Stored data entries
········
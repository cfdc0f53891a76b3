//! # Metrics Calculator
//!
//! Earned credits and grade point average over the current progress.
//!
//! All sums are integer: grade points are hundredths, so a weighted sum is
//! `credits × hundredths` and the average is rounded half-up back into
//! hundredths. Entries for ids that are not in the curriculum are ignored.

use crate::curriculum::Curriculum;
use crate::types::{Gpa, ProgressEntry, ProgressMap};
use serde::{Deserialize, Serialize};

/// Aggregate figures for one progress map.
#[derive(Debug, Clone, Copy, PartialEq, Eq, Default, Serialize, Deserialize)]
pub struct Metrics {
    /// Credits of completed courses with a passing grade.
    pub earned_credits: u32,
    /// Credits that enter the GPA denominator (passing and failing).
    pub graded_credits: u32,
    /// Number of completed courses.
    pub completed_courses: usize,
    /// Weighted grade point average.
    pub gpa: Gpa,
}

/// Weighted grade totals: `points` is `Σ credits × hundredths`.
#[derive(Debug, Clone, Copy, PartialEq, Eq, Default)]
pub struct GradeTotals {
    pub points: u64,
    pub credits: u32,
}

impl GradeTotals {
    /// Add one graded course.
    pub fn add(&mut self, credits: u32, hundredths: u32) {
        self.points = self
            .points
            .saturating_add(u64::from(credits) * u64::from(hundredths));
        self.credits = self.credits.saturating_add(credits);
    }

    /// The average, rounded half-up. Zero credits give [`Gpa::ZERO`].
    #[must_use]
    pub fn gpa(&self) -> Gpa {
        average(self.points, u64::from(self.credits))
    }
}

/// `points / credits` in hundredths, rounded half-up.
#[must_use]
pub fn average(points: u64, credits: u64) -> Gpa {
    if credits == 0 {
        return Gpa::ZERO;
    }
    let rounded = (points + credits / 2) / credits;
    Gpa::from_hundredths(u32::try_from(rounded).unwrap_or(u32::MAX))
}

/// Compute all metrics for a progress map.
#[must_use]
pub fn calculate_metrics(curriculum: &Curriculum, progress: &ProgressMap) -> Metrics {
    let totals = graded_totals(curriculum, progress, |_| true);
    let completed_courses = curriculum
        .courses()
        .iter()
        .filter(|c| progress.is_completed(c.id.as_str()))
        .count();

    Metrics {
        earned_credits: earned_credits(curriculum, progress),
        graded_credits: totals.credits,
        completed_courses,
        gpa: totals.gpa(),
    }
}

/// Sum of effective credits over completed courses with a passing grade.
#[must_use]
pub fn earned_credits(curriculum: &Curriculum, progress: &ProgressMap) -> u32 {
    curriculum
        .courses()
        .iter()
        .filter_map(|course| {
            let entry = progress.get(course.id.as_str())?;
            entry
                .is_passed()
                .then(|| course.effective_credits(Some(entry)))
        })
        .fold(0u32, u32::saturating_add)
}

/// Weighted totals over completed, graded courses accepted by `filter`.
pub fn graded_totals(
    curriculum: &Curriculum,
    progress: &ProgressMap,
    filter: impl Fn(&ProgressEntry) -> bool,
) -> GradeTotals {
    let mut totals = GradeTotals::default();
    for course in curriculum.courses() {
        let Some(entry) = progress.get(course.id.as_str()) else {
            continue;
        };
        if let Some(grade) = entry.grade
            && entry.completed
            && filter(entry)
        {
            totals.add(course.effective_credits(Some(entry)), grade.points());
        }
    }
    totals
}
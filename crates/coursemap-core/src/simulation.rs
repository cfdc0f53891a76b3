//! # Simulation Solver
//!
//! Back-fills plausible grades for upcoming courses so that the overall GPA
//! lands near a target.
//!
//! The solver is greedy: each candidate course takes the grade nearest to the
//! average still required over the credits that remain, so the last course
//! absorbs whatever rounding the earlier picks left behind. All arithmetic is
//! integer (points are `credits × hundredths`).

use crate::curriculum::Curriculum;
use crate::metrics::{GradeTotals, average, graded_totals};
use crate::prereq::is_locked;
use crate::types::{CourseId, Gpa, Grade, ProgressMap};
use serde::Serialize;
use thiserror::Error;

/// Errors raised before or during a simulation run.
#[derive(Debug, Clone, PartialEq, Eq, Error)]
pub enum SimulationError {
    /// Target outside 0.00–4.00, or not a number.
    #[error("Target GPA must be between 0.00 and 4.00, got {0}")]
    InvalidTarget(String),

    /// Course count zero or negative.
    #[error("Course count must be positive, got {0}")]
    InvalidCount(i64),

    /// No incomplete, unlocked course is left to simulate.
    #[error("No eligible courses to simulate")]
    NoCandidates,
}

/// A validated simulation request.
#[derive(Debug, Clone, Copy, PartialEq, Eq)]
pub struct SimulationRequest {
    target: Gpa,
    count: usize,
}

impl SimulationRequest {
    /// Validate a target and a course count.
    pub fn new(target: Gpa, count: i64) -> Result<Self, SimulationError> {
        if target > Gpa::MAX {
            return Err(SimulationError::InvalidTarget(target.to_string()));
        }
        let count = usize::try_from(count)
            .ok()
            .filter(|c| *c > 0)
            .ok_or(SimulationError::InvalidCount(count))?;
        Ok(Self { target, count })
    }

    /// Validate a textual target (`"3.25"`).
    pub fn parse(target: &str, count: i64) -> Result<Self, SimulationError> {
        let target = target
            .parse::<Gpa>()
            .map_err(|_| SimulationError::InvalidTarget(target.trim().to_string()))?;
        Self::new(target, count)
    }

    #[must_use]
    pub fn target(&self) -> Gpa {
        self.target
    }

    #[must_use]
    pub fn count(&self) -> usize {
        self.count
    }
}

/// A course eligible for a simulated grade.
#[derive(Debug, Clone, PartialEq, Eq, Serialize)]
pub struct SimulationCandidate {
    pub course_id: CourseId,
    pub term: u8,
    pub credits: u32,
}

/// Selected candidates plus the real graded history they build on.
#[derive(Debug, Clone, PartialEq, Eq, Default)]
pub struct SimulationCandidates {
    pub courses: Vec<SimulationCandidate>,
    pub current: GradeTotals,
}

/// One assigned grade.
#[derive(Debug, Clone, PartialEq, Eq, Serialize)]
pub struct SimulatedGrade {
    pub course_id: CourseId,
    pub credits: u32,
    pub grade: Grade,
}

/// Outcome of a simulation run.
#[derive(Debug, Clone, PartialEq, Eq, Serialize)]
pub struct SimulationReport {
    pub target: Gpa,
    pub grades: Vec<SimulatedGrade>,
    /// GPA over real history plus the simulated grades.
    pub projected: Gpa,
}

/// Up to `count` incomplete, unlocked courses, ordered by term then
/// declaration order.
///
/// Current totals cover completed, graded entries not produced by a
/// simulation.
#[must_use]
pub fn simulation_candidates(
    curriculum: &Curriculum,
    progress: &ProgressMap,
    count: usize,
) -> SimulationCandidates {
    let mut eligible: Vec<_> = curriculum
        .courses()
        .iter()
        .filter(|c| !progress.is_completed(c.id.as_str()))
        .filter(|c| !is_locked(c.id.as_str(), curriculum, progress))
        .collect();
    eligible.sort_by_key(|c| c.term);

    let courses = eligible
        .into_iter()
        .take(count)
        .map(|c| SimulationCandidate {
            course_id: c.id.clone(),
            term: c.term,
            credits: c.effective_credits(progress.get(c.id.as_str())),
        })
        .collect();

    SimulationCandidates {
        courses,
        current: graded_totals(curriculum, progress, |e| !e.is_simulation),
    }
}

/// Assign a grade to every candidate, converging on `target`.
#[must_use]
pub fn assign_grades(candidates: &SimulationCandidates, target: Gpa) -> Vec<SimulatedGrade> {
    let target = i128::from(target.hundredths());
    let planned: i128 = candidates
        .courses
        .iter()
        .map(|c| i128::from(c.credits))
        .sum();
    let total = planned + i128::from(candidates.current.credits);

    let mut remaining_points = target * total - i128::from(candidates.current.points);
    let mut remaining_credits = planned;
    let mut grades = Vec::with_capacity(candidates.courses.len());

    for course in &candidates.courses {
        let credits = i128::from(course.credits);
        let grade = if credits == 0 {
            nearest_grade(target, 1)
        } else {
            nearest_grade(remaining_points, remaining_credits)
        };
        remaining_points -= credits * i128::from(grade.points());
        remaining_credits -= credits;

        grades.push(SimulatedGrade {
            course_id: course.course_id.clone(),
            credits: course.credits,
            grade,
        });
    }

    grades
}

/// GPA over the current totals plus a set of simulated grades.
#[must_use]
pub fn projected_gpa(candidates: &SimulationCandidates, grades: &[SimulatedGrade]) -> Gpa {
    let mut totals = candidates.current;
    for g in grades {
        totals.add(g.credits, g.grade.points());
    }
    average(totals.points, u64::from(totals.credits))
}

/// Grade nearest to `points / credits` hundredths; ties go to the higher grade.
fn nearest_grade(points: i128, credits: i128) -> Grade {
    Grade::ALL
        .into_iter()
        .min_by_key(|g| (i128::from(g.points()) * credits - points).abs())
        .unwrap_or(Grade::FF)
}

#[cfg(test)]
mod tests {
    use super::*;

    fn candidates(credits: &[u32], current: GradeTotals) -> SimulationCandidates {
        SimulationCandidates {
            courses: credits
                .iter()
                .enumerate()
                .map(|(i, c)| SimulationCandidate {
                    course_id: CourseId::new(format!("C{i}")),
                    term: 1,
                    credits: *c,
                })
                .collect(),
            current,
        }
    }

    #[test]
    fn request_validation() {
        assert!(SimulationRequest::new(Gpa(400), 1).is_ok());
        assert!(SimulationRequest::new(Gpa::ZERO, 1).is_ok());
        assert_eq!(
            SimulationRequest::new(Gpa(401), 3),
            Err(SimulationError::InvalidTarget("4.01".to_string()))
        );
        assert_eq!(
            SimulationRequest::new(Gpa(300), 0),
            Err(SimulationError::InvalidCount(0))
        );
        assert_eq!(
            SimulationRequest::new(Gpa(300), -2),
            Err(SimulationError::InvalidCount(-2))
        );
        assert!(matches!(
            SimulationRequest::parse("abc", 3),
            Err(SimulationError::InvalidTarget(_))
        ));
        assert!(matches!(
            SimulationRequest::parse("-1", 3),
            Err(SimulationError::InvalidTarget(_))
        ));
    }

    #[test]
    fn converges_exactly_when_reachable() {
        let c = candidates(&[3, 3, 3], GradeTotals::default());
        let grades = assign_grades(&c, Gpa(300));
        assert!(grades.iter().all(|g| g.grade == Grade::BB));
        assert_eq!(projected_gpa(&c, &grades), Gpa(300));
    }

    #[test]
    fn compensates_for_history() {
        let mut history = GradeTotals::default();
        history.add(4, Grade::AA.points());
        let c = candidates(&[4, 4], history);

        let grades = assign_grades(&c, Gpa(300));
        assert_eq!(grades[0].grade, Grade::CB);
        assert_eq!(grades[1].grade, Grade::CB);
        assert_eq!(projected_gpa(&c, &grades), Gpa(300));
    }

    #[test]
    fn last_course_absorbs_rounding() {
        let c = candidates(&[3, 3, 3], GradeTotals::default());
        let grades = assign_grades(&c, Gpa(320));
        let picked: Vec<Grade> = grades.iter().map(|g| g.grade).collect();
        assert_eq!(picked, vec![Grade::BB, Grade::BA, Grade::BB]);
        assert!(projected_gpa(&c, &grades).distance(Gpa(320)) <= 5);
    }

    #[test]
    fn clamps_to_scale() {
        let mut history = GradeTotals::default();
        history.add(10, Grade::FF.points());
        let c = candidates(&[2], history);
        let grades = assign_grades(&c, Gpa(400));
        assert_eq!(grades[0].grade, Grade::AA);
    }

    #[test]
    fn zero_credit_course_takes_target_grade() {
        let c = candidates(&[0, 3], GradeTotals::default());
        let grades = assign_grades(&c, Gpa(260));
        assert_eq!(grades[0].grade, Grade::CB);
        assert_eq!(grades[1].grade, Grade::CB);
    }
}
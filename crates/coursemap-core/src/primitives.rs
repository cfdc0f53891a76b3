//! # Innate Primitives
//!
//! Hardcoded runtime constants for the Coursemap CORE.
//!
//! These values are compiled into the binary and are immutable at runtime.
//! Anything that varies per department (courses, slot rules) lives in the
//! curriculum document instead.

/// First real term of a curriculum.
pub const FIRST_TERM: u8 = 1;

/// The "extra" term bucket.
///
/// Courses in term 9 are overflow slots, not a real semester. They are
/// valid curriculum members and take part in every computation.
pub const EXTRA_TERM: u8 = 9;

/// Prefix marking a soft prerequisite (`"!MATH101"`).
///
/// Soft clauses are satisfied exactly like plain ones.
pub const SOFT_PREREQ_MARKER: char = '!';

/// Transcript grade markers that carry no grade (not counted, not rejected).
///
/// Compared case-insensitively.
pub const NON_GRADE_MARKERS: &[&str] = &["NC", "W", "I", "P", "X", "T", "ND", "R", "L", "RR"];

/// `type` tag of a count-pattern prerequisite object.
pub const COUNT_PATTERN_KIND: &str = "count_pattern";

// =============================================================================
// INPUT VALIDATION LIMITS
// =============================================================================

/// Maximum number of transcript rows accepted in one import.
///
/// Larger inputs are rejected to prevent DoS.
pub const MAX_TRANSCRIPT_ROWS: usize = 2000;

/// Largest credit value a single course (or credit choice) may carry.
pub const MAX_COURSE_CREDITS: u32 = 60;

/// Maximum size of a persisted progress payload (4 MiB).
///
/// Payloads larger than this are treated as malformed on load.
pub const MAX_PERSISTED_PAYLOAD: usize = 4 * 1024 * 1024;

// =============================================================================
// SIMULATION DEFAULTS
// =============================================================================

/// Default target GPA for a simulation run, in hundredths.
pub const DEFAULT_SIMULATION_TARGET: u32 = 300;

/// Default number of courses a simulation run fills.
pub const DEFAULT_SIMULATION_COUNT: i64 = 6;

#[cfg(test)]
mod tests {
    use super::*;

    #[test]
    fn extra_term_closes_range() {
        assert!(FIRST_TERM < EXTRA_TERM);
        assert_eq!(EXTRA_TERM, 9);
    }

    #[test]
    fn markers_are_upper_case() {
        for marker in NON_GRADE_MARKERS {
            assert_eq!(*marker, marker.to_ascii_uppercase());
        }
    }
}
//! # redb-backed Progress Storage
//!
//! A disk-backed key-value store using the redb embedded database.
//! One table maps a department code to its serialized progress map; every
//! save is a single write transaction, so a crash never leaves a half-written
//! payload behind.

use super::KeyValueStore;
use crate::CoursemapError;
use redb::{Database, ReadableDatabase, ReadableTable, TableDefinition};
use std::path::Path;

/// Table for progress: department code -> progress JSON
const PROGRESS: TableDefinition<&str, &str> = TableDefinition::new("progress");

/// A disk-backed progress store using redb.
pub struct RedbStore {
    db: Database,
}

impl std::fmt::Debug for RedbStore {
    fn fmt(&self, f: &mut std::fmt::Formatter<'_>) -> std::fmt::Result {
        f.debug_struct("RedbStore").finish_non_exhaustive()
    }
}

impl RedbStore {
    /// Open or create a progress database at the given path.
    pub fn open(path: impl AsRef<Path>) -> Result<Self, CoursemapError> {
        let db =
            Database::create(path.as_ref()).map_err(|e| CoursemapError::IoError(e.to_string()))?;

        // Initialize the table so read transactions never miss it
        {
            let write_txn = db
                .begin_write()
                .map_err(|e| CoursemapError::IoError(e.to_string()))?;
            let _ = write_txn
                .open_table(PROGRESS)
                .map_err(|e| CoursemapError::IoError(e.to_string()))?;
            write_txn
                .commit()
                .map_err(|e| CoursemapError::IoError(e.to_string()))?;
        }

        Ok(Self { db })
    }

    /// Department codes that have saved progress, ascending.
    pub fn keys(&self) -> Result<Vec<String>, CoursemapError> {
        let read_txn = self
            .db
            .begin_read()
            .map_err(|e| CoursemapError::IoError(e.to_string()))?;
        let table = read_txn
            .open_table(PROGRESS)
            .map_err(|e| CoursemapError::IoError(e.to_string()))?;

        let mut keys = Vec::new();
        for entry in table
            .iter()
            .map_err(|e| CoursemapError::IoError(e.to_string()))?
        {
            let (key, _) = entry.map_err(|e| CoursemapError::IoError(e.to_string()))?;
            keys.push(key.value().to_string());
        }
        Ok(keys)
    }
}

impl KeyValueStore for RedbStore {
    fn get(&self, key: &str) -> Result<Option<String>, CoursemapError> {
        let read_txn = self
            .db
            .begin_read()
            .map_err(|e| CoursemapError::IoError(e.to_string()))?;
        let table = read_txn
            .open_table(PROGRESS)
            .map_err(|e| CoursemapError::IoError(e.to_string()))?;
        let value = table
            .get(key)
            .map_err(|e| CoursemapError::IoError(e.to_string()))?
            .map(|v| v.value().to_string());
        Ok(value)
    }

    fn set(&mut self, key: &str, value: &str) -> Result<(), CoursemapError> {
        let write_txn = self
            .db
            .begin_write()
            .map_err(|e| CoursemapError::IoError(e.to_string()))?;
        {
            let mut table = write_txn
                .open_table(PROGRESS)
                .map_err(|e| CoursemapError::IoError(e.to_string()))?;
            table
                .insert(key, value)
                .map_err(|e| CoursemapError::IoError(e.to_string()))?;
        }
        write_txn
            .commit()
            .map_err(|e| CoursemapError::IoError(e.to_string()))
    }
}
········
TASK PROMPT »
Starting at the line that has "let c = candidates(&[4, 4], history);" and ending at the line that has "lives in the", please write out the lines above exactly, leaving out all others.

TASK RESULT »
        let c = candidates(&[4, 4], history);

        let grades = assign_grades(&c, Gpa(300));
        assert_eq!(grades[0].grade, Grade::CB);
        assert_eq!(grades[1].grade, Grade::CB);
        assert_eq!(projected_gpa(&c, &grades), Gpa(300));
    }

    #[test]
    fn last_course_absorbs_rounding() {
        let c = candidates(&[3, 3, 3], GradeTotals::default());
        let grades = assign_grades(&c, Gpa(320));
        let picked: Vec<Grade> = grades.iter().map(|g| g.grade).collect();
        assert_eq!(picked, vec![Grade::BB, Grade::BA, Grade::BB]);
        assert!(projected_gpa(&c, &grades).distance(Gpa(320)) <= 5);
    }

    #[test]
    fn clamps_to_scale() {
        let mut history = GradeTotals::default();
        history.add(10, Grade::FF.points());
        let c = candidates(&[2], history);
        let grades = assign_grades(&c, Gpa(400));
        assert_eq!(grades[0].grade, Grade::AA);
    }

    #[test]
    fn zero_credit_course_takes_target_grade() {
        let c = candidates(&[0, 3], GradeTotals::default());
        let grades = assign_grades(&c, Gpa(260));
        assert_eq!(grades[0].grade, Grade::CB);
        assert_eq!(grades[1].grade, Grade::CB);
    }
}
filename crates/coursemap-core/src/primitives.rs
repository cfdc0f53891a76b3
//! # Innate Primitives
//!
//! Hardcoded runtime constants for the Coursemap CORE.
//!
//! These values are compiled into the binary and are immutable at runtime.
//! Anything that varies per department (courses, slot rules) lives in the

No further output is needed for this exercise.